Pode ser mais eficiente, mas não é tão bonito. Não pude circular tão livremente no segundo andar, mas, pelo menos de fora e de longe, achei as vizinhanças parecidas com um amontoado de barracos e puxadinhos. (A biofilia prega uma abundância de madeiras expostas.)
O segredo dos telhados
Externamente, porém, os prédios do Bay View Campus são uma maravilha arquitetônica. Os telhados em longas linhas curvas, que remetem a templos asiáticos conhecidos como pagodes, não negam as origens profissionais de Michelle. Ela começou a carreira com Frank Gehry, o lendário criador de prédios sinuosos como o Museu Guggenhein em Bilbao, na Espanha, e o Walt Disney Concert Hall, em Los Angeles.
As curvas são mais do que uma escolha estética. Para manter o máximo de espaço entre as colunas de sustentação (uma das regras dos “prédios eternos”), foi adotado um tipo de estrutura chamado catenária, onde a viga que as conecta é curva.
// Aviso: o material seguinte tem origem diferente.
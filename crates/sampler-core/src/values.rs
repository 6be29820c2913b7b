//! Generated value representations.
//!
//! A [`GeneratedRecord`] is what the generator hands back to its caller. It
//! serializes as a plain JSON object; the caller decides the wire format.

use serde::{Deserialize, Serialize};
use std::collections::btree_map::{self, BTreeMap};

/// A single generated value.
#[derive(Debug, Clone, PartialEq, Serialize, Deserialize)]
#[serde(untagged)]
pub enum GeneratedValue {
    /// Boolean value
    Bool(bool),

    /// Signed integer
    Int(i64),

    /// Floating point
    Float(f64),

    /// String value
    String(String),

    /// Ordered sequence of values
    Array(Vec<GeneratedValue>),

    /// Nested record
    Object(GeneratedRecord),
}

impl GeneratedValue {
    /// Try to get this value as a boolean.
    pub fn as_bool(&self) -> Option<bool> {
        match self {
            Self::Bool(b) => Some(*b),
            _ => None,
        }
    }

    /// Try to get this value as an i64.
    pub fn as_i64(&self) -> Option<i64> {
        match self {
            Self::Int(i) => Some(*i),
            _ => None,
        }
    }

    /// Try to get this value as an f64.
    pub fn as_f64(&self) -> Option<f64> {
        match self {
            Self::Float(f) => Some(*f),
            Self::Int(i) => Some(*i as f64),
            _ => None,
        }
    }

    /// Try to get this value as a string reference.
    pub fn as_str(&self) -> Option<&str> {
        match self {
            Self::String(s) => Some(s),
            _ => None,
        }
    }

    /// Try to get this value as an array.
    pub fn as_array(&self) -> Option<&[GeneratedValue]> {
        match self {
            Self::Array(items) => Some(items),
            _ => None,
        }
    }

    /// Try to get this value as a nested record.
    pub fn as_record(&self) -> Option<&GeneratedRecord> {
        match self {
            Self::Object(record) => Some(record),
            _ => None,
        }
    }
}

impl From<bool> for GeneratedValue {
    fn from(value: bool) -> Self {
        Self::Bool(value)
    }
}

impl From<i64> for GeneratedValue {
    fn from(value: i64) -> Self {
        Self::Int(value)
    }
}

impl From<f64> for GeneratedValue {
    fn from(value: f64) -> Self {
        Self::Float(value)
    }
}

impl From<String> for GeneratedValue {
    fn from(value: String) -> Self {
        Self::String(value)
    }
}

impl From<&str> for GeneratedValue {
    fn from(value: &str) -> Self {
        Self::String(value.to_string())
    }
}

impl From<GeneratedRecord> for GeneratedValue {
    fn from(value: GeneratedRecord) -> Self {
        Self::Object(value)
    }
}

impl From<Vec<GeneratedValue>> for GeneratedValue {
    fn from(value: Vec<GeneratedValue>) -> Self {
        Self::Array(value)
    }
}

/// A generated record: attribute name to value.
///
/// Keys are kept sorted so serialized output is stable for a given seed.
#[derive(Debug, Clone, Default, PartialEq, Serialize, Deserialize)]
#[serde(transparent)]
pub struct GeneratedRecord {
    fields: BTreeMap<String, GeneratedValue>,
}

impl GeneratedRecord {
    pub fn new() -> Self {
        Self::default()
    }

    /// Set a field, replacing any previous value.
    pub fn insert(&mut self, name: impl Into<String>, value: impl Into<GeneratedValue>) {
        self.fields.insert(name.into(), value.into());
    }

    /// Get a field by name.
    pub fn get(&self, name: &str) -> Option<&GeneratedValue> {
        self.fields.get(name)
    }

    pub fn contains(&self, name: &str) -> bool {
        self.fields.contains_key(name)
    }

    pub fn len(&self) -> usize {
        self.fields.len()
    }

    pub fn is_empty(&self) -> bool {
        self.fields.is_empty()
    }

    /// Field names in sorted order.
    pub fn field_names(&self) -> impl Iterator<Item = &str> {
        self.fields.keys().map(String::as_str)
    }

    pub fn iter(&self) -> btree_map::Iter<'_, String, GeneratedValue> {
        self.fields.iter()
    }

    /// Render as a `serde_json::Value`.
    pub fn to_json(&self) -> serde_json::Value {
        // Serializing a map of plain values cannot fail; NaN floats become null.
        serde_json::to_value(self).unwrap_or(serde_json::Value::Null)
    }
}

impl<'a> IntoIterator for &'a GeneratedRecord {
    type Item = (&'a String, &'a GeneratedValue);
    type IntoIter = btree_map::Iter<'a, String, GeneratedValue>;

    fn into_iter(self) -> Self::IntoIter {
        self.fields.iter()
    }
}

impl<K: Into<String>, V: Into<GeneratedValue>> FromIterator<(K, V)> for GeneratedRecord {
    fn from_iter<T: IntoIterator<Item = (K, V)>>(iter: T) -> Self {
        Self {
            fields: iter
                .into_iter()
                .map(|(k, v)| (k.into(), v.into()))
                .collect(),
        }
    }
}
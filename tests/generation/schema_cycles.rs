//! Self-referential schemas fail with the offending path.

use super::{bundled_context, SEED};
use sampler_generator::{EventGenerator, GeneratorError};

#[test]
fn test_cyclic_schema_fails_fast() {
    let context = bundled_context("tests/fixtures/cyclic_schema.yaml");
    let mut generator = EventGenerator::new(context, SEED);

    match generator.generate_event_by_name("tree_activity") {
        Err(GeneratorError::SchemaCycle { path }) => {
            assert_eq!(path, "tree_activity -> branch -> leaf -> branch");
        }
        other => panic!("Expected SchemaCycle, got {other:?}"),
    }
}

#[test]
fn test_cyclic_object_fails_fast() {
    let context = bundled_context("tests/fixtures/cyclic_schema.yaml");
    let mut generator = EventGenerator::new(context, SEED);

    match generator.generate_object_by_name("leaf") {
        Err(GeneratorError::SchemaCycle { path }) => {
            assert_eq!(path, "leaf -> branch -> leaf");
        }
        other => panic!("Expected SchemaCycle, got {other:?}"),
    }
}
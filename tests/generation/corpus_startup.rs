//! Corpus failures abort startup before any generator exists.

use super::{corpus_opts, generation_opts, manifest_path};
use event_sampler::load_context;
use sampler_generator::corpus::{COUNTRIES_FILE, FILE_EXTENSIONS_FILE, NAMES_FILE, WORDS_FILE};
use sampler_generator::{Corpora, CorpusError, CorpusPaths, GenerationSettings};
use std::fs;
use std::path::Path;
use tempfile::TempDir;

const SCHEMA: &str = "schemas/sample.yaml";

/// Copy the bundled corpora into a temp dir so single files can be broken.
fn copy_bundled_corpora() -> TempDir {
    let dir = TempDir::new().unwrap();
    for name in [COUNTRIES_FILE, FILE_EXTENSIONS_FILE, NAMES_FILE, WORDS_FILE] {
        fs::copy(manifest_path("data").join(name), dir.path().join(name)).unwrap();
    }
    dir
}

fn startup_error(dir: &Path) -> String {
    let err = load_context(
        &manifest_path(SCHEMA),
        &corpus_opts(dir),
        &generation_opts(GenerationSettings::default()),
    )
    .err()
    .expect("Startup should fail");
    format!("{err:#}")
}

#[test]
fn test_bundled_corpora_load() {
    let corpora = Corpora::load(&CorpusPaths::from_dir(manifest_path("data"))).unwrap();
    assert!(corpora.countries.len() > 10);
    assert!(corpora.file_extensions.len() > 10);
    assert!(corpora.names.len() > 10);
    assert!(corpora.words.len() > 10);
    assert!(corpora
        .file_extensions
        .iter()
        .all(|entry| entry.extension == entry.extension.to_lowercase()));
}

#[test]
fn test_missing_corpus_directory() {
    let dir = TempDir::new().unwrap();
    let message = startup_error(&dir.path().join("absent"));
    assert!(message.contains("Failed to load sample corpora"), "{message}");
    assert!(message.contains(COUNTRIES_FILE), "{message}");
}

#[test]
fn test_empty_word_corpus() {
    let dir = copy_bundled_corpora();
    fs::write(dir.path().join(WORDS_FILE), "\n\n").unwrap();

    match Corpora::load(&CorpusPaths::from_dir(dir.path())) {
        Err(CorpusError::Empty { path }) => assert_eq!(path, dir.path().join(WORDS_FILE)),
        other => panic!("Expected Empty error, got {other:?}"),
    }
    assert!(startup_error(dir.path()).contains("is empty"));
}

#[test]
fn test_malformed_extension_row() {
    let dir = copy_bundled_corpora();
    fs::write(
        dir.path().join(FILE_EXTENSIONS_FILE),
        "txt\tPlain text\nbroken-row\n",
    )
    .unwrap();

    let message = startup_error(dir.path());
    assert!(message.contains("line 2"), "{message}");
}

#[test]
fn test_country_corpus_must_be_an_array() {
    let dir = copy_bundled_corpora();
    fs::write(dir.path().join(COUNTRIES_FILE), r#"{"Country_Name": "Nowhere"}"#).unwrap();

    assert!(matches!(
        Corpora::load(&CorpusPaths::from_dir(dir.path())),
        Err(CorpusError::Json { .. })
    ));
}

#[test]
fn test_invalid_settings_rejected_at_startup() {
    let settings = GenerationSettings {
        array_min: 4,
        array_max: 4,
        ..Default::default()
    };
    let err = load_context(
        &manifest_path(SCHEMA),
        &corpus_opts(&manifest_path("data")),
        &generation_opts(settings),
    )
    .err()
    .expect("Empty array range should be rejected");
    assert!(format!("{err:#}").contains("Invalid generation"));
}
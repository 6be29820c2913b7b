//! Generation integration tests.
//!
//! These tests run the full startup path against real files:
//! 1. Load corpora from a directory (the bundled `data/` or a temp dir)
//! 2. Load a schema definition file
//! 3. Generate events and objects with a fixed seed
//! 4. Check structural properties of every generated record

mod corpus_startup;
mod identifiers;
mod sample_schema;
mod schema_cycles;
mod shared_context;

use event_sampler::{load_context, CorpusOpts, GenerationOpts};
use sampler_core::Schema;
use sampler_generator::{GenerationSettings, SamplerContext};
use std::path::{Path, PathBuf};
use std::sync::Arc;

pub const SEED: u64 = 42;

pub fn manifest_path(relative: &str) -> PathBuf {
    Path::new(env!("CARGO_MANIFEST_DIR")).join(relative)
}

pub fn corpus_opts(dir: &Path) -> CorpusOpts {
    CorpusOpts {
        corpus_dir: dir.to_path_buf(),
        countries: None,
        file_extensions: None,
        names: None,
        words: None,
    }
}

pub fn generation_opts(settings: GenerationSettings) -> GenerationOpts {
    GenerationOpts {
        optional_probability: settings.optional_probability,
        array_min: settings.array_min,
        array_max: settings.array_max,
        seed: Some(SEED),
    }
}

/// Context over the bundled corpora and the given schema file.
pub fn bundled_context(schema: &str) -> Arc<SamplerContext<Schema>> {
    load_context(
        &manifest_path(schema),
        &corpus_opts(&manifest_path("data")),
        &generation_opts(GenerationSettings::default()),
    )
    .expect("Failed to load bundled context")
}
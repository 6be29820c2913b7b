//! Shared, immutable generation context.

use crate::corpus::Corpora;
use crate::generator::GeneratorError;
use sampler_core::SchemaStore;

/// Probability that an optional (or recommended) scalar attribute is populated.
///
/// Event samples have historically been described as carrying "20% of optional
/// fields", but the selection they actually perform keeps about 9% of them.
/// The measured figure is what is used here; override it through
/// [`GenerationSettings::optional_probability`].
pub const OPTIONAL_INCLUSION_PROBABILITY: f64 = 0.09;

/// Default minimum length of a generic array attribute.
///
/// Setting it to 0 (`--array-min 0`) allows empty arrays, giving the full
/// `[0, 5)` range.
pub const DEFAULT_ARRAY_MIN: usize = 1;

/// Default exclusive maximum length of a generic array attribute.
pub const DEFAULT_ARRAY_MAX: usize = 5;

/// Tunables for record generation.
#[derive(Debug, Clone, Copy, PartialEq)]
pub struct GenerationSettings {
    /// Probability in `[0, 1]` of populating a non-required scalar
    pub optional_probability: f64,
    /// Minimum generic array length (inclusive)
    pub array_min: usize,
    /// Maximum generic array length (exclusive)
    pub array_max: usize,
}

impl Default for GenerationSettings {
    fn default() -> Self {
        Self {
            optional_probability: OPTIONAL_INCLUSION_PROBABILITY,
            array_min: DEFAULT_ARRAY_MIN,
            array_max: DEFAULT_ARRAY_MAX,
        }
    }
}

impl GenerationSettings {
    pub fn validate(&self) -> Result<(), GeneratorError> {
        if !(0.0..=1.0).contains(&self.optional_probability) {
            return Err(GeneratorError::InvalidSettings(format!(
                "optional probability {} is outside [0, 1]",
                self.optional_probability
            )));
        }
        if self.array_min >= self.array_max {
            return Err(GeneratorError::InvalidSettings(format!(
                "array length range [{}, {}) is empty",
                self.array_min, self.array_max
            )));
        }
        Ok(())
    }
}

/// Everything generation reads: corpora, schema, and settings.
///
/// Built once at startup from fully loaded corpora and shared read-only
/// (typically behind an `Arc`) by every generator.
#[derive(Debug)]
pub struct SamplerContext<S> {
    corpora: Corpora,
    schema: S,
    settings: GenerationSettings,
}

impl<S: SchemaStore> SamplerContext<S> {
    /// Create a context with default settings.
    pub fn new(corpora: Corpora, schema: S) -> Self {
        Self {
            corpora,
            schema,
            settings: GenerationSettings::default(),
        }
    }

    /// Replace the settings after validating them.
    pub fn with_settings(mut self, settings: GenerationSettings) -> Result<Self, GeneratorError> {
        settings.validate()?;
        self.settings = settings;
        Ok(self)
    }

    pub fn corpora(&self) -> &Corpora {
        &self.corpora
    }

    pub fn schema(&self) -> &S {
        &self.schema
    }

    pub fn settings(&self) -> &GenerationSettings {
        &self.settings
    }
}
É um formato muito usado em pontes (como a Golden Gate, logo ao lado, em São Francisco) e que economiza aço.
“A ideia era: se a gente pensar num sistema que usa menos aço, então com o tempo, ele vai custar menos em manutenção e causar uma pegada de carbono menor”, sumariza Michelle.
O formato dos telhados também favorece outras duas metas de sustentabilidade. Toda água utilizada no Bay View Campus é captada das chuvas, reciclada e reaproveitada (há um sistema de tratamento no complexo). A única água que eles demandam da rede pública municipal é a usada para beber.
E as aparentes “telhas”, ou “escamas de dragão”, na verdade são paineis solares. Aliás, não parecer um painel solar era um ponto importante para o Google: a empresa dispensou vários modelos que eram “lindos, mas não tão eficientes e outros que eram eficientes, mas não tão bonitos”, Michelle, conta, entre risadas.
O jeito foi o próprio Google viabilizar o projeto de uma startup, que nem estava no mercado ainda. Hoje, os painéis suprem 40% de toda a energia necessária. “Considerando que somos uma empresa de tecnologia, isso é bastante coisa”, afirma a arquiteta. Outra parcela da energia é garantida por turbinas eólicas, num local próximo.
Curiosamente, a “empresa de tecnologia” foi bem específica na hora de selecionar quais dos seus 156 mil funcionários no munfo seriam alocados no novo campus: as equipes de engenharia… e as de publicidade. No final, o “escritório do canto” até pode ter acabado, mas quem paga a conta ainda fica com a melhor vista.